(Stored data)
===============
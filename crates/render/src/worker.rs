//! Serialized render worker
//!
//! A single named thread consumes raster and text jobs in FIFO order, so at
//! most one engine call is in flight at any time. Results travel back over a
//! channel and are only delivered while the worker is running. Jobs queued
//! before [`RenderWorker::stop`] still execute, but their results are
//! dropped.

use crate::engine::{Color, RasterEngine};
use crate::error::{EngineError, FailureKind, RenderFailure};
use crate::geometry::RenderBounds;
use crate::highlight::{overlay_matches, SliceGeometry};
use crate::request::RasterRequest;
use image::RgbaImage;
use pageview_cache::Tile;
use std::collections::HashMap;
use std::io;
use std::sync::atomic::{AtomicBool, Ordering};
use std::sync::mpsc::{self, Receiver, Sender};
use std::sync::{Arc, Mutex, PoisonError};
use std::thread::{self, JoinHandle};

/// Largest bitmap the worker will allocate, in pixels
pub const DEFAULT_MAX_BITMAP_PIXELS: u64 = 8192 * 8192;

/// Worker settings
#[derive(Debug, Clone, Copy, PartialEq, Eq)]
pub struct WorkerOptions {
    /// Requests for larger bitmaps fail with an allocation error
    pub max_bitmap_pixels: u64,
}

impl Default for WorkerOptions {
    fn default() -> Self {
        Self {
            max_bitmap_pixels: DEFAULT_MAX_BITMAP_PIXELS,
        }
    }
}

/// Results delivered by the worker
#[derive(Debug)]
pub enum WorkerEvent {
    TileRendered(Tile),
    PageFailed(RenderFailure),
    /// `text` is `None` when the page has no characters
    TextExtracted { page: usize, text: Option<String> },
    TextFailed(RenderFailure),
}

enum Job {
    Render(RasterRequest),
    ExtractText { page: usize, document_page: usize },
    Shutdown,
}

/// Open state of one document page
#[derive(Debug, Clone, Copy, PartialEq, Eq)]
enum PageState {
    Opened,
    Failed,
}

/// Handle to the render thread
///
/// Dropping the handle shuts the thread down and waits for it.
pub struct RenderWorker {
    jobs: Sender<Job>,
    running: Arc<AtomicBool>,
    alive: Arc<AtomicBool>,
    thread: Option<JoinHandle<()>>,
}

impl RenderWorker {
    /// Spawn the render thread
    ///
    /// The worker starts stopped; call [`start`](Self::start) to have
    /// results delivered on the returned receiver.
    pub fn spawn<E>(
        engine: Arc<Mutex<E>>,
        options: WorkerOptions,
    ) -> io::Result<(Self, Receiver<WorkerEvent>)>
    where
        E: RasterEngine + 'static,
    {
        let (jobs, queue) = mpsc::channel();
        let (events, results) = mpsc::channel();
        let running = Arc::new(AtomicBool::new(false));
        let alive = Arc::new(AtomicBool::new(true));

        let mut render_loop = RenderLoop {
            engine,
            options,
            pages: HashMap::new(),
            running: running.clone(),
            alive: alive.clone(),
            events,
        };

        let thread = thread::Builder::new()
            .name("pageview-render-worker".to_string())
            .spawn(move || render_loop.run(queue))?;

        Ok((
            Self {
                jobs,
                running,
                alive,
                thread: Some(thread),
            },
            results,
        ))
    }

    /// Queue a raster request. Never blocks.
    pub fn submit(&self, request: RasterRequest) {
        log::trace!(
            "queue page {} {:?} ({}x{}, order {})",
            request.page,
            request.bounds,
            request.width,
            request.height,
            request.cache_order
        );
        self.send(Job::Render(request));
    }

    /// Queue text extraction for a page
    pub fn extract_text(&self, page: usize, document_page: usize) {
        self.send(Job::ExtractText {
            page,
            document_page,
        });
    }

    fn send(&self, job: Job) {
        if self.jobs.send(job).is_err() {
            log::warn!("render worker is gone, dropping job");
        }
    }

    /// Deliver results from now on
    pub fn start(&self) {
        self.running.store(true, Ordering::Release);
    }

    /// Discard results from now on
    pub fn stop(&self) {
        self.running.store(false, Ordering::Release);
    }

    pub fn is_running(&self) -> bool {
        self.running.load(Ordering::Acquire)
    }

    /// Stop the thread and wait for it
    ///
    /// The job in progress completes. Jobs still queued are skipped.
    pub fn shutdown(&mut self) {
        let Some(thread) = self.thread.take() else {
            return;
        };
        self.stop();
        self.alive.store(false, Ordering::Release);
        let _ = self.jobs.send(Job::Shutdown);
        if thread.join().is_err() {
            log::warn!("render worker panicked");
        }
        log::info!("render worker shut down");
    }
}

impl Drop for RenderWorker {
    fn drop(&mut self) {
        self.shutdown();
    }
}

/// State owned by the render thread
struct RenderLoop<E> {
    engine: Arc<Mutex<E>>,
    options: WorkerOptions,
    pages: HashMap<usize, PageState>,
    running: Arc<AtomicBool>,
    alive: Arc<AtomicBool>,
    events: Sender<WorkerEvent>,
}

impl<E: RasterEngine> RenderLoop<E> {
    fn run(&mut self, queue: Receiver<Job>) {
        for job in queue {
            if !self.alive.load(Ordering::Acquire) {
                break;
            }
            match job {
                Job::Render(request) => match self.render(request) {
                    Ok(Some(tile)) => self.deliver(WorkerEvent::TileRendered(tile)),
                    Ok(None) => {}
                    Err(failure) => {
                        log::warn!("{}", failure);
                        self.deliver(WorkerEvent::PageFailed(failure));
                    }
                },
                Job::ExtractText {
                    page,
                    document_page,
                } => match self.extract_text(page, document_page) {
                    Ok(text) => self.deliver(WorkerEvent::TextExtracted { page, text }),
                    Err(failure) => self.deliver(WorkerEvent::TextFailed(failure)),
                },
                Job::Shutdown => break,
            }
        }
    }

    fn deliver(&self, event: WorkerEvent) {
        if !self.running.load(Ordering::Acquire) {
            log::debug!("worker stopped, discarding {:?}", EventLabel(&event));
            return;
        }
        // The receiver is gone only while the session is being torn down
        let _ = self.events.send(event);
    }

    /// Open a page at most once
    ///
    /// Returns `Ok(false)` for a page that already failed, so the failure is
    /// reported only the first time.
    fn ensure_open(
        &mut self,
        engine: &mut E,
        page: usize,
        document_page: usize,
    ) -> Result<bool, RenderFailure> {
        match self.pages.get(&document_page) {
            Some(PageState::Opened) => Ok(true),
            Some(PageState::Failed) => Ok(false),
            None => match engine.open_page(document_page) {
                Ok(()) => {
                    self.pages.insert(document_page, PageState::Opened);
                    Ok(true)
                }
                Err(err) => {
                    self.pages.insert(document_page, PageState::Failed);
                    Err(RenderFailure::new(page, FailureKind::PageOpen, err.to_string()))
                }
            },
        }
    }

    fn render(&mut self, request: RasterRequest) -> Result<Option<Tile>, RenderFailure> {
        let (width, height) = request.pixel_size();
        if width == 0 || height == 0 || request.bounds.is_empty() {
            return Ok(None);
        }

        let engine = self.engine.clone();
        let mut engine = engine.lock().unwrap_or_else(PoisonError::into_inner);
        let page = request.page;
        let document_page = request.document_page;

        if !self.ensure_open(&mut *engine, page, document_page)? {
            return Ok(None);
        }

        let native = engine
            .page_size(document_page)
            .map_err(|err| RenderFailure::from_engine(page, &err))?;

        let appearance = request.appearance;
        let mut bitmap = allocate_bitmap(width, height, appearance.fill(), self.options)
            .map_err(|err| RenderFailure::from_engine(page, &err.for_page(page)))?;

        let render = RenderBounds::for_slice(width, height, request.bounds);
        engine
            .render_bitmap(
                &mut bitmap,
                document_page,
                render,
                request.annotation_rendering,
                request.best_quality,
                appearance.color_scheme.as_ref(),
            )
            .map_err(|err| RenderFailure::from_engine(page, &err))?;

        if !request.search_query.is_empty() {
            let geometry = SliceGeometry {
                native,
                render,
                slice: request.bounds,
                bitmap_width: width,
                bitmap_height: height,
            };
            match engine.search(document_page, &request.search_query, false, false) {
                Ok(matches) => {
                    let regions =
                        overlay_matches(&mut bitmap, matches, &geometry, appearance.highlight);
                    log::trace!("page {}: {} highlight(s)", page, regions.len());
                }
                Err(err) => log::warn!("search failed on page {}: {}", page, err),
            }
        }

        Ok(Some(Tile::new(request.key(), request.cache_order, bitmap)))
    }

    fn extract_text(
        &mut self,
        page: usize,
        document_page: usize,
    ) -> Result<Option<String>, RenderFailure> {
        let engine = self.engine.clone();
        let mut engine = engine.lock().unwrap_or_else(PoisonError::into_inner);

        if !self.ensure_open(&mut *engine, page, document_page)? {
            return Err(RenderFailure::new(
                page,
                FailureKind::PageOpen,
                format!("page {} could not be opened", page),
            ));
        }

        let count = engine
            .count_characters(document_page)
            .map_err(|err| RenderFailure::from_engine(page, &err))?;
        if count == 0 {
            return Ok(None);
        }
        engine
            .extract_characters(document_page, 0, count)
            .map(Some)
            .map_err(|err| RenderFailure::from_engine(page, &err))
    }
}

/// Allocate a `width` x `height` bitmap filled with `fill`
///
/// Oversized or unallocatable bitmaps are reported instead of aborting.
fn allocate_bitmap(
    width: u32,
    height: u32,
    fill: Color,
    options: WorkerOptions,
) -> Result<RgbaImage, AllocationError> {
    let error = AllocationError { width, height };
    let pixels = u64::from(width) * u64::from(height);
    if pixels > options.max_bitmap_pixels {
        return Err(error);
    }
    let len = usize::try_from(pixels)
        .ok()
        .and_then(|p| p.checked_mul(4))
        .ok_or(error)?;

    let mut buffer = Vec::new();
    buffer.try_reserve_exact(len).map_err(|_| error)?;
    let rgba = fill.to_rgba().0;
    for _ in 0..pixels {
        buffer.extend_from_slice(&rgba);
    }
    RgbaImage::from_raw(width, height, buffer).ok_or(error)
}

#[derive(Debug, Clone, Copy)]
struct AllocationError {
    width: u32,
    height: u32,
}

impl AllocationError {
    fn for_page(self, page: usize) -> EngineError {
        EngineError::Allocation {
            page,
            width: self.width,
            height: self.height,
        }
    }
}

/// Short description of an event for logs, without pixel data
struct EventLabel<'a>(&'a WorkerEvent);

impl std::fmt::Debug for EventLabel<'_> {
    fn fmt(&self, f: &mut std::fmt::Formatter<'_>) -> std::fmt::Result {
        match self.0 {
            WorkerEvent::TileRendered(tile) => write!(
                f,
                "tile for page {} ({}x{})",
                tile.page(),
                tile.width(),
                tile.height()
            ),
            WorkerEvent::PageFailed(failure) => write!(f, "failure: {}", failure),
            WorkerEvent::TextExtracted { page, .. } => write!(f, "text of page {}", page),
            WorkerEvent::TextFailed(failure) => write!(f, "text failure: {}", failure),
        }
    }
}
===============
■ **Exercise goal**: What is wanted is every line from the first line of the entries through the line that contains "has no characters", given again exactly.

■ **Finished exercise**:
filename crates/render/src/worker.rs
//! Serialized render worker
//!
//! A single named thread consumes raster and text jobs in FIFO order, so at
//! most one engine call is in flight at any time. Results travel back over a
//! channel and are only delivered while the worker is running. Jobs queued
//! before [`RenderWorker::stop`] still execute, but their results are
//! dropped.

use crate::engine::{Color, RasterEngine};
use crate::error::{EngineError, FailureKind, RenderFailure};
use crate::geometry::RenderBounds;
use crate::highlight::{overlay_matches, SliceGeometry};
use crate::request::RasterRequest;
use image::RgbaImage;
use pageview_cache::Tile;
use std::collections::HashMap;
use std::io;
use std::sync::atomic::{AtomicBool, Ordering};
use std::sync::mpsc::{self, Receiver, Sender};
use std::sync::{Arc, Mutex, PoisonError};
use std::thread::{self, JoinHandle};

/// Largest bitmap the worker will allocate, in pixels
pub const DEFAULT_MAX_BITMAP_PIXELS: u64 = 8192 * 8192;

/// Worker settings
#[derive(Debug, Clone, Copy, PartialEq, Eq)]
pub struct WorkerOptions {
    /// Requests for larger bitmaps fail with an allocation error
    pub max_bitmap_pixels: u64,
}

impl Default for WorkerOptions {
    fn default() -> Self {
        Self {
            max_bitmap_pixels: DEFAULT_MAX_BITMAP_PIXELS,
        }
    }
}

/// Results delivered by the worker
#[derive(Debug)]
pub enum WorkerEvent {
    TileRendered(Tile),
    PageFailed(RenderFailure),
    /// `text` is `None` when the page has no characters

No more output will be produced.